YOUR GOAL >> Once the line with "pub mod backend;" is found in the data, output it and each following line exactly, up to and including the line with "and link protocols", and nothing before or after.

——————

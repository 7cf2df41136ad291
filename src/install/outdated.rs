//! Installed-vs-latest state reported by the package manager

use std::collections::{BTreeMap, HashMap};
use std::path::{Path, PathBuf};
use std::process::Stdio;
use std::time::Duration;

#[cfg(test)]
use mockall::automock;
use serde::Deserialize;
use thiserror::Error;
use tokio::process::Command;
use tokio::sync::RwLock;
use tokio::time::timeout;
use tracing::{debug, error};

use crate::config::{DEFAULT_NPM_COMMAND, OUTDATED_TIMEOUT_MS};

/// A dependency whose installed version differs from what the manifest wants
#[derive(Debug, Clone, PartialEq, Eq)]
pub struct OutdatedEntry {
    pub name: String,
    /// Version currently installed in `node_modules`
    pub current: String,
}

#[derive(Debug, Error)]
pub enum OutdatedError {
    #[error("Failed to run {command}: {source}")]
    Spawn {
        command: String,
        #[source]
        source: std::io::Error,
    },

    #[error("{command} outdated timed out")]
    Timeout { command: String },

    #[error("{command} outdated failed ({status}): {message}")]
    Failed {
        command: String,
        status: String,
        message: String,
    },

    #[error("Invalid outdated output: {0}")]
    InvalidOutput(#[from] serde_json::Error),
}

/// Source of outdated-package reports for a project directory
#[cfg_attr(test, automock)]
#[async_trait::async_trait]
pub trait OutdatedSource: Send + Sync {
    async fn outdated(&self, project_dir: &Path) -> Result<Vec<OutdatedEntry>, OutdatedError>;
}

/// Runs `<command> outdated --json` in the project directory
#[derive(Debug, Clone)]
pub struct NpmOutdated {
    command: String,
}

impl NpmOutdated {
    pub fn new(command: &str) -> Self {
        Self {
            command: command.to_string(),
        }
    }
}

impl Default for NpmOutdated {
    fn default() -> Self {
        Self::new(DEFAULT_NPM_COMMAND)
    }
}

#[async_trait::async_trait]
impl OutdatedSource for NpmOutdated {
    async fn outdated(&self, project_dir: &Path) -> Result<Vec<OutdatedEntry>, OutdatedError> {
        debug!("Running {} outdated in {:?}", self.command, project_dir);

        let mut cmd = Command::new(&self.command);
        cmd.args(["outdated", "--json"])
            .current_dir(project_dir)
            .stdin(Stdio::null())
            .stdout(Stdio::piped())
            .stderr(Stdio::piped())
            .kill_on_drop(true);

        let output = timeout(Duration::from_millis(OUTDATED_TIMEOUT_MS), cmd.output())
            .await
            .map_err(|_| OutdatedError::Timeout {
                command: self.command.clone(),
            })?
            .map_err(|source| OutdatedError::Spawn {
                command: self.command.clone(),
                source,
            })?;

        // Exit code 1 only means that something is outdated
        if !matches!(output.status.code(), Some(0) | Some(1)) {
            return Err(OutdatedError::Failed {
                command: self.command.clone(),
                status: output.status.to_string(),
                message: String::from_utf8_lossy(&output.stderr).trim().to_string(),
            });
        }

        parse_outdated_output(&self.command, &String::from_utf8_lossy(&output.stdout))
    }
}

#[derive(Debug, Deserialize)]
struct OutdatedInfo {
    current: Option<String>,
}

/// npm reports one object per package, or an array of them in workspaces
#[derive(Debug, Deserialize)]
#[serde(untagged)]
enum OutdatedReport {
    Single(OutdatedInfo),
    Many(Vec<OutdatedInfo>),
}

#[derive(Debug, Deserialize)]
struct ErrorReport {
    error: ErrorDetail,
}

#[derive(Debug, Deserialize)]
struct ErrorDetail {
    code: String,
    #[serde(default)]
    summary: Option<String>,
}

/// Parse the JSON printed by `npm outdated --json`
///
/// Empty output means nothing is outdated. Entries without `current`
/// (declared but never installed) are skipped.
pub fn parse_outdated_output(
    command: &str,
    stdout: &str,
) -> Result<Vec<OutdatedEntry>, OutdatedError> {
    let stdout = stdout.trim();
    if stdout.is_empty() {
        return Ok(Vec::new());
    }

    if let Ok(ErrorReport { error }) = serde_json::from_str::<ErrorReport>(stdout) {
        return Err(OutdatedError::Failed {
            command: command.to_string(),
            status: error.code,
            message: error.summary.unwrap_or_default(),
        });
    }

    let reports: BTreeMap<String, OutdatedReport> = serde_json::from_str(stdout)?;

    let entries = reports
        .into_iter()
        .filter_map(|(name, report)| {
            let current = match report {
                OutdatedReport::Single(info) => info.current,
                OutdatedReport::Many(infos) => infos.into_iter().find_map(|info| info.current),
            }?;
            Some(OutdatedEntry { name, current })
        })
        .collect();

    Ok(entries)
}

/// Latest outdated report per project directory
///
/// Each refresh replaces the project's entries wholesale.
#[derive(Default)]
pub struct OutdatedCache {
    entries: RwLock<HashMap<PathBuf, Vec<OutdatedEntry>>>,
}

impl OutdatedCache {
    pub fn new() -> Self {
        Self::default()
    }

    /// Re-run the outdated query for a project. Failures leave an empty report behind.
    pub async fn refresh(&self, source: &dyn OutdatedSource, project_dir: &Path) {
        let entries = source
            .outdated(project_dir)
            .await
            .inspect_err(|e| {
                error!(
                    "Failed to refresh outdated packages for {:?}: {}",
                    project_dir, e
                )
            })
            .unwrap_or_default();

        debug!("{} outdated packages in {:?}", entries.len(), project_dir);

        self.entries
            .write()
            .await
            .insert(project_dir.to_path_buf(), entries);
    }

    pub async fn find(&self, project_dir: &Path, package_name: &str) -> Option<OutdatedEntry> {
        self.entries
            .read()
            .await
            .get(project_dir)?
            .iter()
            .find(|entry| entry.name == package_name)
            .cloned()
    }
}

#[cfg(test)]
mod tests {
    use super::*;

    fn entry(name: &str, current: &str) -> OutdatedEntry {
        OutdatedEntry {
            name: name.to_string(),
            current: current.to_string(),
        }
    }

    #[test]
    fn parse_outdated_output_reads_current_versions() {
        let stdout = r#"{
            "lodash": { "current": "4.17.20", "wanted": "4.17.21", "latest": "4.17.21" },
            "react": { "current": "17.0.2", "wanted": "17.0.2", "latest": "18.2.0" }
        }"#;

        assert_eq!(
            parse_outdated_output("npm", stdout).unwrap(),
            vec![entry("lodash", "4.17.20"), entry("react", "17.0.2")]
        );
    }

    #[test]
    fn parse_outdated_output_skips_uninstalled_packages() {
        let stdout = r#"{ "left-pad": { "wanted": "1.3.0", "latest": "1.3.0" } }"#;

        assert!(parse_outdated_output("npm", stdout).unwrap().is_empty());
    }

    #[test]
    fn parse_outdated_output_reads_workspace_arrays() {
        let stdout = r#"{ "lodash": [ { "wanted": "4.17.21" }, { "current": "4.17.15" } ] }"#;

        assert_eq!(
            parse_outdated_output("npm", stdout).unwrap(),
            vec![entry("lodash", "4.17.15")]
        );
    }

    #[test]
    fn parse_outdated_output_treats_empty_output_as_nothing_outdated() {
        assert!(parse_outdated_output("npm", "").unwrap().is_empty());
        assert!(parse_outdated_output("npm", "  \n").unwrap().is_empty());
        assert!(parse_outdated_output("npm", "{}").unwrap().is_empty());
    }

    #[test]
    fn parse_outdated_output_reports_npm_errors() {
        let stdout = r#"{ "error": { "code": "ENOENT", "summary": "no package.json" } }"#;

        let result = parse_outdated_output("npm", stdout);

        assert!(matches!(
            result,
            Err(OutdatedError::Failed { ref status, .. }) if status == "ENOENT"
        ));
    }

    #[test]
    fn parse_outdated_output_rejects_garbage() {
        assert!(matches!(
            parse_outdated_output("npm", "npm WARN something"),
            Err(OutdatedError::InvalidOutput(_))
        ));
    }

    #[tokio::test]
    async fn npm_outdated_reports_spawn_failure() {
        let project = tempfile::TempDir::new().unwrap();
        let source = NpmOutdated::new("version-lens-no-such-binary");

        let result = source.outdated(project.path()).await;

        assert!(matches!(result, Err(OutdatedError::Spawn { .. })));
    }

    #[tokio::test]
    async fn outdated_cache_refresh_replaces_entries_per_project() {
        let project_a = PathBuf::from("/work/a");
        let project_b = PathBuf::from("/work/b");

        let mut source = MockOutdatedSource::new();
        source.expect_outdated().times(2).returning(|dir| {
            if dir == Path::new("/work/a") {
                Ok(vec![entry("lodash", "4.17.20")])
            } else {
                Ok(vec![entry("react", "17.0.2")])
            }
        });

        let cache = OutdatedCache::new();
        cache.refresh(&source, &project_a).await;
        cache.refresh(&source, &project_b).await;

        assert_eq!(
            cache.find(&project_a, "lodash").await,
            Some(entry("lodash", "4.17.20"))
        );
        assert_eq!(cache.find(&project_a, "react").await, None);
        assert_eq!(
            cache.find(&project_b, "react").await,
            Some(entry("react", "17.0.2"))
        );
    }

    #[tokio::test]
    async fn outdated_cache_refresh_failure_clears_previous_entries() {
        let project = PathBuf::from("/work/a");

        let mut source = MockOutdatedSource::new();
        let mut seq = mockall::Sequence::new();
        source
            .expect_outdated()
            .times(1)
            .in_sequence(&mut seq)
            .returning(|_| Ok(vec![entry("lodash", "4.17.20")]));
        source
            .expect_outdated()
            .times(1)
            .in_sequence(&mut seq)
            .returning(|_| {
                Err(OutdatedError::Timeout {
                    command: "npm".to_string(),
                })
            });

        let cache = OutdatedCache::new();
        cache.refresh(&source, &project).await;
        assert!(cache.find(&project, "lodash").await.is_some());

        cache.refresh(&source, &project).await;
        assert_eq!(cache.find(&project, "lodash").await, None);
    }
}
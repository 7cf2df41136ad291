use std::collections::HashMap;
use std::path::Path;
use std::sync::{Mutex, MutexGuard};

use rusqlite::{Connection, OptionalExtension};
use tracing::{debug, info};

use crate::config::FETCH_TIMEOUT_MS;
use crate::version::checker::VersionStorer;
use crate::version::error::CacheError;
use crate::version::types::PackageVersions;

/// Schema migrations
/// Each version contains a list of SQL statements to execute
const MIGRATIONS: &[&[&str]] = &[
    // v1: fetching_since column
    &["ALTER TABLE packages ADD COLUMN fetching_since INTEGER"],
    // v2: not_found column
    &["ALTER TABLE packages ADD COLUMN not_found INTEGER NOT NULL DEFAULT 0"],
];

/// SQLite-backed store of registry metadata shared by every open manifest
pub struct Cache {
    conn: Mutex<Connection>,
}

impl Cache {
    pub fn new(db_path: &Path) -> Result<Self, CacheError> {
        info!("Initializing cache database at {:?}", db_path);

        let conn = Connection::open(db_path)?;

        // Enable WAL mode for better concurrency
        conn.pragma_update(None, "journal_mode", "WAL")?;
        conn.pragma_update(None, "synchronous", "NORMAL")?;
        conn.pragma_update(None, "foreign_keys", "ON")?;

        let cache = Self {
            conn: Mutex::new(conn),
        };

        cache.create_schema()?;
        info!("Cache initialized successfully");

        Ok(cache)
    }

    fn lock_conn(&self) -> Result<MutexGuard<'_, Connection>, CacheError> {
        self.conn.lock().map_err(|_| CacheError::LockPoisoned)
    }

    /// Current timestamp in milliseconds since UNIX epoch
    fn current_timestamp_ms() -> i64 {
        std::time::SystemTime::now()
            .duration_since(std::time::UNIX_EPOCH)
            .map(|d| d.as_millis() as i64)
            .unwrap_or_default()
    }

    fn create_schema(&self) -> Result<(), CacheError> {
        debug!("Creating database schema");

        let conn = self.lock_conn()?;

        conn.execute_batch(
            r#"
            CREATE TABLE IF NOT EXISTS packages (
                id INTEGER PRIMARY KEY AUTOINCREMENT,
                package_name TEXT NOT NULL UNIQUE,
                updated_at INTEGER NOT NULL
            );
            CREATE INDEX IF NOT EXISTS idx_updated_at ON packages(updated_at);

            CREATE TABLE IF NOT EXISTS versions (
                id INTEGER PRIMARY KEY AUTOINCREMENT,
                package_id INTEGER NOT NULL,
                version TEXT NOT NULL,
                FOREIGN KEY (package_id) REFERENCES packages(id) ON DELETE CASCADE,
                UNIQUE(package_id, version)
            );
            CREATE INDEX IF NOT EXISTS idx_package_id ON versions(package_id);

            CREATE TABLE IF NOT EXISTS dist_tags (
                id INTEGER PRIMARY KEY AUTOINCREMENT,
                package_id INTEGER NOT NULL,
                tag_name TEXT NOT NULL,
                version TEXT NOT NULL,
                FOREIGN KEY (package_id) REFERENCES packages(id) ON DELETE CASCADE,
                UNIQUE(package_id, tag_name)
            );
            CREATE INDEX IF NOT EXISTS idx_dist_tags_package_id ON dist_tags(package_id);
            "#,
        )?;

        Self::apply_migrations(&conn)?;

        debug!("Database schema created successfully");
        Ok(())
    }

    /// Apply pending migrations based on user_version pragma
    fn apply_migrations(conn: &Connection) -> Result<(), CacheError> {
        let current_version: i32 =
            conn.pragma_query_value(None, "user_version", |row| row.get(0))?;

        for (i, statements) in MIGRATIONS.iter().enumerate() {
            let version = (i + 1) as i32;
            if version > current_version {
                for sql in *statements {
                    match conn.execute(sql, []) {
                        Ok(_) => {}
                        Err(rusqlite::Error::SqliteFailure(_, Some(ref msg)))
                            if msg.contains("duplicate column name") =>
                        {
                            debug!("Column already exists, skipping: {}", sql);
                        }
                        Err(e) => return Err(e.into()),
                    }
                }
                debug!("Applied migration v{}", version);
            }
        }

        let target_version = MIGRATIONS.len() as i32;
        if target_version > current_version {
            conn.pragma_update(None, "user_version", target_version)?;
            debug!("Updated schema version to v{}", target_version);
        }

        Ok(())
    }

    /// Insert the package row if missing and return its id
    fn upsert_package(
        conn: &Connection,
        package_name: &str,
        updated_at: i64,
    ) -> Result<i64, CacheError> {
        conn.execute(
            r#"
            INSERT INTO packages (package_name, updated_at)
            VALUES (?1, ?2)
            ON CONFLICT(package_name) DO NOTHING
            "#,
            (package_name, updated_at),
        )?;

        let package_id = conn.query_row(
            "SELECT id FROM packages WHERE package_name = ?1",
            [package_name],
            |row| row.get(0),
        )?;

        Ok(package_id)
    }
}

impl VersionStorer for Cache {
    fn get_versions(&self, package_name: &str) -> Result<Vec<String>, CacheError> {
        let conn = self.lock_conn()?;
        let mut stmt = conn.prepare(
            r#"
            SELECT v.version FROM versions v
            JOIN packages p ON v.package_id = p.id
            WHERE p.package_name = ?1
            ORDER BY v.id
            "#,
        )?;

        let versions = stmt
            .query_map([package_name], |row| row.get(0))?
            .collect::<Result<Vec<String>, _>>()?;

        Ok(versions)
    }

    fn get_dist_tags(&self, package_name: &str) -> Result<HashMap<String, String>, CacheError> {
        let conn = self.lock_conn()?;
        let mut stmt = conn.prepare(
            r#"
            SELECT dt.tag_name, dt.version FROM dist_tags dt
            JOIN packages p ON dt.package_id = p.id
            WHERE p.package_name = ?1
            "#,
        )?;

        let tags = stmt
            .query_map([package_name], |row| Ok((row.get(0)?, row.get(1)?)))?
            .collect::<Result<HashMap<String, String>, _>>()?;

        Ok(tags)
    }

    fn is_not_found(&self, package_name: &str) -> Result<bool, CacheError> {
        let conn = self.lock_conn()?;
        let not_found = conn
            .query_row(
                "SELECT not_found FROM packages WHERE package_name = ?1",
                [package_name],
                |row| row.get::<_, bool>(0),
            )
            .optional()?;

        Ok(not_found.unwrap_or(false))
    }

    fn replace_package(
        &self,
        package_name: &str,
        package: &PackageVersions,
    ) -> Result<(), CacheError> {
        debug!(
            "Saving {} versions and {} dist tags for {}",
            package.versions.len(),
            package.dist_tags.len(),
            package_name
        );

        let now = Self::current_timestamp_ms();

        let mut conn = self.lock_conn()?;
        let tx = conn.transaction()?;

        let package_id = Self::upsert_package(&tx, package_name, now)?;
        tx.execute(
            "UPDATE packages SET updated_at = ?1, not_found = 0 WHERE id = ?2",
            (now, package_id),
        )?;

        // Unpublished versions disappear from the registry, so replace wholesale
        tx.execute("DELETE FROM versions WHERE package_id = ?1", [package_id])?;
        tx.execute("DELETE FROM dist_tags WHERE package_id = ?1", [package_id])?;

        {
            let mut stmt =
                tx.prepare("INSERT OR IGNORE INTO versions (package_id, version) VALUES (?1, ?2)")?;
            for version in &package.versions {
                stmt.execute((package_id, version))?;
            }

            let mut stmt = tx.prepare(
                "INSERT INTO dist_tags (package_id, tag_name, version) VALUES (?1, ?2, ?3)",
            )?;
            for (tag_name, version) in &package.dist_tags {
                stmt.execute((package_id, tag_name, version))?;
            }
        }

        tx.commit()?;
        Ok(())
    }

    fn mark_not_found(&self, package_name: &str) -> Result<(), CacheError> {
        let now = Self::current_timestamp_ms();
        let conn = self.lock_conn()?;

        let package_id = Self::upsert_package(&conn, package_name, now)?;
        conn.execute(
            "UPDATE packages SET not_found = 1, updated_at = ?1 WHERE id = ?2",
            (now, package_id),
        )?;

        Ok(())
    }

    fn get_packages_needing_refresh(
        &self,
        refresh_interval: i64,
    ) -> Result<Vec<String>, CacheError> {
        let threshold = Self::current_timestamp_ms() - refresh_interval;

        let conn = self.lock_conn()?;
        // Packages marked as not found are never refreshed in the background
        let mut stmt = conn.prepare(
            "SELECT package_name FROM packages WHERE updated_at < ?1 AND not_found = 0",
        )?;

        let packages = stmt
            .query_map([threshold], |row| row.get(0))?
            .collect::<Result<Vec<String>, _>>()?;

        Ok(packages)
    }

    fn try_start_fetch(&self, package_name: &str) -> Result<bool, CacheError> {
        let now = Self::current_timestamp_ms();
        let timeout_threshold = now - FETCH_TIMEOUT_MS;

        let conn = self.lock_conn()?;

        // Claim the row if nobody is fetching it, or the previous fetch timed out
        let rows_affected = conn.execute(
            r#"
            UPDATE packages
            SET fetching_since = ?1
            WHERE package_name = ?2
              AND (fetching_since IS NULL OR fetching_since < ?3)
            "#,
            (now, package_name, timeout_threshold),
        )?;

        if rows_affected > 0 {
            return Ok(true);
        }

        // Only the first inserter of a new package may proceed
        let rows_inserted = conn.execute(
            r#"
            INSERT OR IGNORE INTO packages (package_name, updated_at, fetching_since)
            VALUES (?1, ?2, ?3)
            "#,
            (package_name, now, now),
        )?;

        Ok(rows_inserted > 0)
    }

    fn finish_fetch(&self, package_name: &str) -> Result<(), CacheError> {
        let conn = self.lock_conn()?;

        conn.execute(
            "UPDATE packages SET fetching_since = NULL WHERE package_name = ?1",
            [package_name],
        )?;

        Ok(())
    }
}
//! Parser trait definition

#[cfg(test)]
use mockall::automock;

use crate::parser::types::DependencyNode;

/// Trait for parsing manifest files
#[cfg_attr(test, automock)]
pub trait Parser: Send + Sync {
    /// Check if this parser can handle the given URI
    fn can_parse(&self, uri: &str) -> bool;

    /// Parse the content and extract dependency declarations
    fn parse(&self, content: &str) -> Result<Vec<DependencyNode>, ParseError>;
}

/// Error type for parsing operations
#[derive(Debug, thiserror::Error)]
pub enum ParseError {
    /// Failed to parse the file structure
    #[error("Failed to parse file: {0}")]
    ParseFailed(String),

    /// Invalid syntax in the file
    #[error("Invalid syntax: {0}")]
    InvalidSyntax(String),

    /// Tree-sitter related error
    #[error("Tree-sitter error: {0}")]
    TreeSitter(String),
}
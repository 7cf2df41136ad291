use std::sync::atomic::{AtomicBool, Ordering};

use crate::config::LspConfig;

/// Runtime switches toggled by configuration changes and show/hide commands
#[derive(Debug)]
pub struct AppSettings {
    show_version_lenses: AtomicBool,
    show_dependency_statuses: AtomicBool,
    in_progress: AtomicBool,
}

impl Default for AppSettings {
    fn default() -> Self {
        Self::from_config(&LspConfig::default())
    }
}

impl AppSettings {
    pub fn from_config(config: &LspConfig) -> Self {
        Self {
            show_version_lenses: AtomicBool::new(config.show_version_lenses),
            show_dependency_statuses: AtomicBool::new(config.show_dependency_statuses),
            in_progress: AtomicBool::new(false),
        }
    }

    pub fn apply(&self, config: &LspConfig) {
        self.set_show_version_lenses(config.show_version_lenses);
        self.set_show_dependency_statuses(config.show_dependency_statuses);
    }

    pub fn show_version_lenses(&self) -> bool {
        self.show_version_lenses.load(Ordering::Relaxed)
    }

    pub fn set_show_version_lenses(&self, value: bool) {
        self.show_version_lenses.store(value, Ordering::Relaxed);
    }

    pub fn show_dependency_statuses(&self) -> bool {
        self.show_dependency_statuses.load(Ordering::Relaxed)
    }

    pub fn set_show_dependency_statuses(&self, value: bool) {
        self.show_dependency_statuses.store(value, Ordering::Relaxed);
    }

    /// True while a lens request is generating
    pub fn in_progress(&self) -> bool {
        self.in_progress.load(Ordering::Relaxed)
    }

    pub fn set_in_progress(&self, value: bool) {
        self.in_progress.store(value, Ordering::Relaxed);
    }
}
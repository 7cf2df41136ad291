//! Registry-specific version matchers

pub mod npm;

pub use npm::NpmVersionMatcher;
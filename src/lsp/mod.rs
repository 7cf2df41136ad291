//! LSP (Language Server Protocol) implementation layer
//!
//! This module handles communication with editors via LSP and renders
//! version lenses and install-state decorations for package.json.
//!
//! # Modules
//!
//! - [`backend`]: Main LSP backend implementing `LanguageServer` trait
//! - [`commands`]: Lens commands and `workspace/executeCommand` ids
//! - [`decorations`]: Install-state decorations rendered as inlay hints
//! - [`lens`]: Dependency predicates and the lens priority chain
//! - [`provider`]: Unresolved lens generation and decoration lookup
//! - [`refresh`]: On-demand and background registry fetches
//! - [`resolver`]: Groups parser, matcher, registry and outdated source
//! - [`server`]: LSP server initialization and lifecycle
//! - [`settings`]: Runtime show/hide switches

pub mod backend;
pub mod commands;
pub mod decorations;
pub mod lens;
pub mod provider;
pub mod refresh;
pub mod resolver;
pub mod server;
pub mod settings;
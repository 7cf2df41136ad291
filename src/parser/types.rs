//! Common types for parsers

use serde::{Deserialize, Serialize};

/// Section of package.json a dependency was declared in
#[derive(Debug, Clone, Copy, PartialEq, Eq, Hash, Serialize, Deserialize)]
#[serde(rename_all = "camelCase")]
pub enum DependencyField {
    Dependencies,
    DevDependencies,
    PeerDependencies,
    OptionalDependencies,
}

impl DependencyField {
    /// Returns the JSON key of this field
    pub fn as_str(&self) -> &'static str {
        match self {
            DependencyField::Dependencies => "dependencies",
            DependencyField::DevDependencies => "devDependencies",
            DependencyField::PeerDependencies => "peerDependencies",
            DependencyField::OptionalDependencies => "optionalDependencies",
        }
    }
}

impl std::str::FromStr for DependencyField {
    type Err = ();

    fn from_str(s: &str) -> Result<Self, Self::Err> {
        match s {
            "dependencies" => Ok(DependencyField::Dependencies),
            "devDependencies" => Ok(DependencyField::DevDependencies),
            "peerDependencies" => Ok(DependencyField::PeerDependencies),
            "optionalDependencies" => Ok(DependencyField::OptionalDependencies),
            _ => Err(()),
        }
    }
}

/// Where a declared dependency comes from, judged by its specifier
#[derive(Debug, Clone, PartialEq, Eq, Serialize, Deserialize)]
#[serde(tag = "type", rename_all = "camelCase")]
pub enum PackageSource {
    /// Semver range or dist-tag resolved against the npm registry
    Registry,
    /// GitHub shorthand (`user/repo#ref`, `github:user/repo`)
    #[serde(rename = "github")]
    GitHub {
        repo: String,
        reference: Option<String>,
    },
    /// Local path (`file:../lib`)
    File { path: String },
    /// Git URLs, tarball URLs, workspace and link protocols
    Unsupported,
}

/// Detect whether the URI points at a package.json manifest
pub fn is_package_json(uri: &str) -> bool {
    uri.ends_with("/package.json") || uri.ends_with("\\package.json") || uri == "package.json"
}

/// A dependency declaration found in a manifest
#[derive(Debug, Clone, PartialEq, Eq, Serialize, Deserialize)]
pub struct DependencyNode {
    /// Key the dependency is declared under, and installed under in `node_modules`
    pub key: String,
    /// Package name as published (alias target for `npm:` aliases)
    pub name: String,
    /// Declared specifier without quotes (range part for `npm:` aliases)
    pub version: String,
    pub field: DependencyField,
    pub source: PackageSource,
    /// Byte offset of `version` in the source (start)
    pub start_offset: usize,
    /// Byte offset of `version` in the source (end)
    pub end_offset: usize,
    /// Line number (0-indexed)
    pub line: usize,
    /// Byte column within the line (0-indexed)
    pub column: usize,
}

impl DependencyNode {
    /// Byte column right after `version`
    pub fn end_column(&self) -> usize {
        self.column + (self.end_offset - self.start_offset)
    }
}
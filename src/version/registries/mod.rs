//! Registry implementations for fetching package versions

pub mod npm;

pub use npm::NpmRegistry;
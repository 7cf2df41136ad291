//! Package resolution coordinator
//!
//! Groups parser, matcher, registry and outdated source that work together
//! to annotate a manifest.

use std::sync::Arc;

use crate::config::LspConfig;
use crate::install::outdated::{NpmOutdated, OutdatedSource};
use crate::parser::package_json::PackageJsonParser;
use crate::parser::traits::Parser;
use crate::version::matcher::VersionMatcher;
use crate::version::matchers::NpmVersionMatcher;
use crate::version::registries::npm::NpmRegistry;
use crate::version::registry::Registry;

/// Groups all components needed to resolve lenses for a manifest:
/// - Parsing files to extract dependency declarations
/// - Matching declared ranges against published versions
/// - Fetching published versions from the remote registry
/// - Asking the package manager which installs are outdated
#[derive(Clone)]
pub struct PackageResolver {
    parser: Arc<dyn Parser>,
    matcher: Arc<dyn VersionMatcher>,
    registry: Arc<dyn Registry>,
    outdated: Arc<dyn OutdatedSource>,
}

impl PackageResolver {
    pub fn new(
        parser: Arc<dyn Parser>,
        matcher: Arc<dyn VersionMatcher>,
        registry: Arc<dyn Registry>,
        outdated: Arc<dyn OutdatedSource>,
    ) -> Self {
        Self {
            parser,
            matcher,
            registry,
            outdated,
        }
    }

    pub fn parser(&self) -> &Arc<dyn Parser> {
        &self.parser
    }

    pub fn matcher(&self) -> &Arc<dyn VersionMatcher> {
        &self.matcher
    }

    pub fn registry(&self) -> &Arc<dyn Registry> {
        &self.registry
    }

    pub fn outdated(&self) -> &Arc<dyn OutdatedSource> {
        &self.outdated
    }
}

/// Create the npm resolver described by the configuration
pub fn create_default_resolver(config: &LspConfig) -> PackageResolver {
    PackageResolver::new(
        Arc::new(PackageJsonParser::new()),
        Arc::new(NpmVersionMatcher),
        Arc::new(NpmRegistry::new(&config.registry.url)),
        Arc::new(NpmOutdated::new(&config.npm.command)),
    )
}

——————

EXERCISE RESPONSE >>
pub mod backend;
pub mod commands;
pub mod decorations;
pub mod lens;
pub mod provider;
pub mod refresh;
pub mod resolver;
pub mod server;
pub mod settings;
repository 7cf2df41136ad291
filename src/parser/types.rs
//! Common types for parsers

use serde::{Deserialize, Serialize};

/// Section of package.json a dependency was declared in
#[derive(Debug, Clone, Copy, PartialEq, Eq, Hash, Serialize, Deserialize)]
#[serde(rename_all = "camelCase")]
pub enum DependencyField {
    Dependencies,
    DevDependencies,
    PeerDependencies,
    OptionalDependencies,
}

impl DependencyField {
    /// Returns the JSON key of this field
    pub fn as_str(&self) -> &'static str {
        match self {
            DependencyField::Dependencies => "dependencies",
            DependencyField::DevDependencies => "devDependencies",
            DependencyField::PeerDependencies => "peerDependencies",
            DependencyField::OptionalDependencies => "optionalDependencies",
        }
    }
}

impl std::str::FromStr for DependencyField {
    type Err = ();

    fn from_str(s: &str) -> Result<Self, Self::Err> {
        match s {
            "dependencies" => Ok(DependencyField::Dependencies),
            "devDependencies" => Ok(DependencyField::DevDependencies),
            "peerDependencies" => Ok(DependencyField::PeerDependencies),
            "optionalDependencies" => Ok(DependencyField::OptionalDependencies),
            _ => Err(()),
        }
    }
}

/// Where a declared dependency comes from, judged by its specifier
#[derive(Debug, Clone, PartialEq, Eq, Serialize, Deserialize)]
#[serde(tag = "type", rename_all = "camelCase")]
pub enum PackageSource {
    /// Semver range or dist-tag resolved against the npm registry
    Registry,
    /// GitHub shorthand (`user/repo#ref`, `github:user/repo`)
    #[serde(rename = "github")]
    GitHub {
        repo: String,
        reference: Option<String>,
    },
    /// Local path (`file:../lib`)
    File { path: String },
    /// Git URLs, tarball URLs, workspace and link protocols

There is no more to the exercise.